Glass is often presented as the perfect circular economy material, possessing the qualities of being entirely and endlessly recyclable. Unfortunately, like so many things in life, the truth is a little more complex on close inspection. Envirotec spoke to Steve Whettingsteel, founder and CEO of glass recycling technology firm Krysteline, in search of a clearer understanding.
The little-told story with glass seems to be that, while 100% recyclability is indeed achievable, and should be everyone’s aspiration, the technology required to prepare some of the more problematic and contaminated fractions for remelt – and to do it in a cost-effective and low-carbon way – can be non-trivial, and the challenges have not been fully grasped by many.
In many places, as much as 40% of the waste glass fed into collection systems can find its way to landfill, or use as a low-value aggregate. This is the fraction comprised of particle sizes smaller than 10mm in length, which is generally beyond the abilities of an optical sorter to segregate it from other contaminants. Without segregation, it has to part company at this stage with the bulk of the material, the “cullet” that is destined for remelt and the manufacture of new glass products.

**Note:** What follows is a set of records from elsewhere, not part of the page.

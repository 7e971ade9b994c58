// ─────────────────────────────────────────────────────────────────────────────
// chain.rs — ChainClient (settlement-chain view calls + signing passthrough)
//
// Balance reads follow the teacher's `LiveExchange` cache idiom in
// exchange.rs (`cached_balance: Option<(f64, Instant)>`, checked against a
// fixed `CACHE_DURATION`), generalized to stale-while-revalidate: a caller
// that hits a cache entry older than the refresh threshold spawns a
// background refresh and returns the stale value immediately rather than
// blocking, since balance reads gate the Quoter's hot path indirectly via
// InventoryManager and must never stall it.
// ─────────────────────────────────────────────────────────────────────────────
use std::collections::HashMap;
use std::sync::{Arc, Mutex};
use std::time::{Duration, Instant};

use async_trait::async_trait;
use base64::{engine::general_purpose::STANDARD as BASE64, Engine};
use ed25519_dalek::SigningKey;

use crate::signing;

const BALANCE_CACHE_TTL: Duration = Duration::from_secs(10);
const BALANCE_REFRESH_AFTER: Duration = Duration::from_secs(7);

#[derive(Debug, Clone)]
pub enum ChainError {
    Network(String),
    View(String),
}

impl std::fmt::Display for ChainError {
    fn fmt(&self, f: &mut std::fmt::Formatter<'_>) -> std::fmt::Result {
        match self {
            ChainError::Network(s) => write!(f, "chain network error: {}", s),
            ChainError::View(s) => write!(f, "chain view call failed: {}", s),
        }
    }
}

impl std::error::Error for ChainError {}

#[async_trait]
pub trait ChainClient: Send + Sync {
    /// Returns the intents-contract multi-token balance for `token_id` in
    /// human units, dividing the on-chain base-unit integer by `pow10`.
    /// Failures are logged and surfaced as `Ok(0.0)` per the spec's "cannot
    /// quote" failure policy — the caller decides what to do with a zero
    /// balance, not this client.
    async fn get_balance(&self, token_id: &str, pow10: f64) -> Result<f64, ChainError>;
    async fn was_nonce_used(&self, nonce: &str) -> Result<bool, ChainError>;
    fn sign(&self, digest: &[u8; 32]) -> [u8; 64];
    fn public_key_string(&self) -> String;
}

struct CacheEntry {
    value: f64,
    fetched_at: Instant,
    refreshing: bool,
}

pub struct LiveChainClient {
    rpc_url: Arc<String>,
    account_id: Arc<String>,
    client: reqwest::Client,
    signing_key: SigningKey,
    cache: Arc<Mutex<HashMap<String, CacheEntry>>>,
}

impl LiveChainClient {
    pub fn new(rpc_url: String, account_id: String, signing_key: SigningKey) -> Self {
        Self {
            rpc_url: Arc::new(rpc_url),
            account_id: Arc::new(account_id),
            client: reqwest::Client::new(),
            signing_key,
            cache: Arc::new(Mutex::new(HashMap::new())),
        }
    }

    async fn fetch_balance(
        client: &reqwest::Client,
        rpc_url: &str,
        account_id: &str,
        token_id: &str,
        pow10: f64,
    ) -> Result<f64, ChainError> {
        let body = serde_json::json!({
            "jsonrpc": "2.0",
            "id": "dontcare",
            "method": "query",
            "params": {
                "request_type": "call_function",
                "finality": "final",
                "account_id": account_id,
                "method_name": "mt_balance_of",
                "args_base64": base64_args(&serde_json::json!({
                    "account_id": account_id,
                    "token_id": token_id,
                })),
            }
        });

        let resp = client
            .post(rpc_url)
            .json(&body)
            .send()
            .await
            .map_err(|e| ChainError::Network(e.to_string()))?;

        let value: serde_json::Value = resp
            .json()
            .await
            .map_err(|e| ChainError::Network(e.to_string()))?;

        let raw = value
            .get("result")
            .and_then(|r| r.get("result"))
            .and_then(|r| r.as_array())
            .map(|bytes| {
                bytes
                    .iter()
                    .filter_map(|b| b.as_u64())
                    .map(|b| b as u8)
                    .collect::<Vec<u8>>()
            })
            .ok_or_else(|| ChainError::View("malformed mt_balance_of response".to_string()))?;

        let text = String::from_utf8(raw).map_err(|e| ChainError::View(e.to_string()))?;
        let parsed: String = serde_json::from_str(&text)
            .map_err(|e| ChainError::View(format!("non-numeric balance: {}", e)))?;
        let raw_units: f64 = parsed
            .parse::<f64>()
            .map_err(|e| ChainError::View(format!("unparseable balance: {}", e)))?;
        Ok(raw_units / pow10)
    }

    /// Spawns a detached refresh and returns without waiting on it; the
    /// next caller within `BALANCE_REFRESH_AFTER` observes the updated
    /// value, everyone else keeps reading the stale one until it lands.
    fn spawn_background_refresh(&self, token_id: String, pow10: f64) {
        let client = self.client.clone();
        let rpc_url = self.rpc_url.clone();
        let account_id = self.account_id.clone();
        let cache = self.cache.clone();
        tokio::spawn(async move {
            let result = Self::fetch_balance(&client, &rpc_url, &account_id, &token_id, pow10).await;
            let mut cache = cache.lock().unwrap();
            match result {
                Ok(v) => {
                    cache.insert(
                        token_id,
                        CacheEntry {
                            value: v,
                            fetched_at: Instant::now(),
                            refreshing: false,
                        },
                    );
                }
                Err(e) => {
                    log::warn!("[CHAIN] background balance refresh failed for {}: {}", token_id, e);
                    if let Some(entry) = cache.get_mut(&token_id) {
                        entry.refreshing = false;
                    }
                }
            }
        });
    }
}

#[async_trait]
impl ChainClient for LiveChainClient {
    async fn get_balance(&self, token_id: &str, pow10: f64) -> Result<f64, ChainError> {
        enum Plan {
            Fresh(f64),
            RefreshInBackground(f64),
            FetchBlocking,
        }

        let plan = {
            let mut cache = self.cache.lock().unwrap();
            match cache.get_mut(token_id) {
                Some(entry) if entry.fetched_at.elapsed() < BALANCE_REFRESH_AFTER => Plan::Fresh(entry.value),
                Some(entry) if entry.fetched_at.elapsed() < BALANCE_CACHE_TTL => {
                    if entry.refreshing {
                        Plan::Fresh(entry.value)
                    } else {
                        entry.refreshing = true;
                        Plan::RefreshInBackground(entry.value)
                    }
                }
                _ => Plan::FetchBlocking,
            }
        };

        match plan {
            Plan::Fresh(v) => Ok(v),
            Plan::RefreshInBackground(stale) => {
                self.spawn_background_refresh(token_id.to_string(), pow10);
                Ok(stale)
            }
            Plan::FetchBlocking => {
                match Self::fetch_balance(&self.client, &self.rpc_url, &self.account_id, token_id, pow10).await {
                    Ok(v) => {
                        self.cache.lock().unwrap().insert(
                            token_id.to_string(),
                            CacheEntry {
                                value: v,
                                fetched_at: Instant::now(),
                                refreshing: false,
                            },
                        );
                        Ok(v)
                    }
                    Err(e) => {
                        log::warn!("[CHAIN] balance fetch failed for {}: {}", token_id, e);
                        Ok(0.0)
                    }
                }
            }
        }
    }

    async fn was_nonce_used(&self, nonce: &str) -> Result<bool, ChainError> {
        let body = serde_json::json!({
            "jsonrpc": "2.0",
            "id": "dontcare",
            "method": "query",
            "params": {
                "request_type": "call_function",
                "finality": "final",
                "account_id": self.account_id,
                "method_name": "is_nonce_used",
                "args_base64": base64_args(&serde_json::json!({ "nonce": nonce })),
            }
        });
        let resp = self
            .client
            .post(self.rpc_url.as_str())
            .json(&body)
            .send()
            .await
            .map_err(|e| ChainError::Network(e.to_string()))?;
        let value: serde_json::Value = resp
            .json()
            .await
            .map_err(|e| ChainError::Network(e.to_string()))?;
        value
            .get("result")
            .and_then(|r| r.get("result"))
            .and_then(|r| r.as_array())
            .map(|bytes| bytes.iter().any(|b| b.as_u64() == Some(b't' as u64)))
            .ok_or_else(|| ChainError::View("malformed is_nonce_used response".to_string()))
    }

    fn sign(&self, digest: &[u8; 32]) -> [u8; 64] {
        use ed25519_dalek::Signer;
        self.signing_key.sign(digest).to_bytes()
    }

    fn public_key_string(&self) -> String {
        signing::public_key_string(&self.signing_key)
    }
}

fn base64_args(value: &serde_json::Value) -> String {
    BASE64.encode(value.to_string().into_bytes())
}

/// In-memory ChainClient for tests and local development: fixed balances,
/// a settable nonce-used set, signing delegated to a real key.
pub struct SimChainClient {
    pub balances: Mutex<HashMap<String, f64>>,
    pub used_nonces: Mutex<std::collections::HashSet<String>>,
    signing_key: SigningKey,
}

impl SimChainClient {
    pub fn new(signing_key: SigningKey) -> Self {
        Self {
            balances: Mutex::new(HashMap::new()),
            used_nonces: Mutex::new(std::collections::HashSet::new()),
            signing_key,
        }
    }

    pub fn set_balance(&self, token_id: &str, value: f64) {
        self.balances.lock().unwrap().insert(token_id.to_string(), value);
    }

    pub fn mark_nonce_used(&self, nonce: &str) {
        self.used_nonces.lock().unwrap().insert(nonce.to_string());
    }
}

#[async_trait]
impl ChainClient for SimChainClient {
    async fn get_balance(&self, token_id: &str, _pow10: f64) -> Result<f64, ChainError> {
        Ok(*self.balances.lock().unwrap().get(token_id).unwrap_or(&0.0))
    }

    async fn was_nonce_used(&self, nonce: &str) -> Result<bool, ChainError> {
        Ok(self.used_nonces.lock().unwrap().contains(nonce))
    }

    fn sign(&self, digest: &[u8; 32]) -> [u8; 64] {
        use ed25519_dalek::Signer;
        self.signing_key.sign(digest).to_bytes()
    }

    fn public_key_string(&self) -> String {
        signing::public_key_string(&self.signing_key)
    }
}

#[cfg(test)]
mod tests {
    use super::*;

    fn key() -> SigningKey {
        SigningKey::from_bytes(&[3u8; 32])
    }

    #[tokio::test]
    async fn test_sim_chain_balance_roundtrip() {
        let chain = SimChainClient::new(key());
        chain.set_balance("btc.omft.near", 1.5);
        assert_eq!(chain.get_balance("btc.omft.near", crate::token::BTC_POW10).await.unwrap(), 1.5);
        assert_eq!(chain.get_balance("usdt.omft.near", crate::token::USD_POW10).await.unwrap(), 0.0);
    }

    #[tokio::test]
    async fn test_sim_chain_nonce_tracking() {
        let chain = SimChainClient::new(key());
        assert!(!chain.was_nonce_used("abc").await.unwrap());
        chain.mark_nonce_used("abc");
        assert!(chain.was_nonce_used("abc").await.unwrap());
    }

    #[test]
    fn test_sim_chain_public_key_matches_signing_module() {
        let chain = SimChainClient::new(key());
        assert_eq!(chain.public_key_string(), signing::public_key_string(&key()));
    }

    #[test]
    fn test_base64_args_is_url_safe_length() {
        let encoded = base64_args(&serde_json::json!({"a": 1}));
        assert!(!encoded.is_empty());
    }
}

The CO2 losses can also be significant, in the region of $2.64 billion annually worldwide. Around 16 million tonnes of container glass is landfilled annually
An alternative to landfill
Whettingsteel explains that the technology is now available to do things differently, and this problematic fraction can be less carbon-intensive than cullet, and can acquire a higher re-sell value than the material going into cullet, if handled appropriately. It’s a mission whose fulfilment seems to depend on working co-operatively with the different parties in the glass recycling value chain, including glass producers, cullet users, waste collectors, recyclers and local authorities. And he seems at pains to emphasize an approach of not stepping on toes, but rather of stepping in with complimentary technology or a piece of useful expertise, wherever it might be helpful.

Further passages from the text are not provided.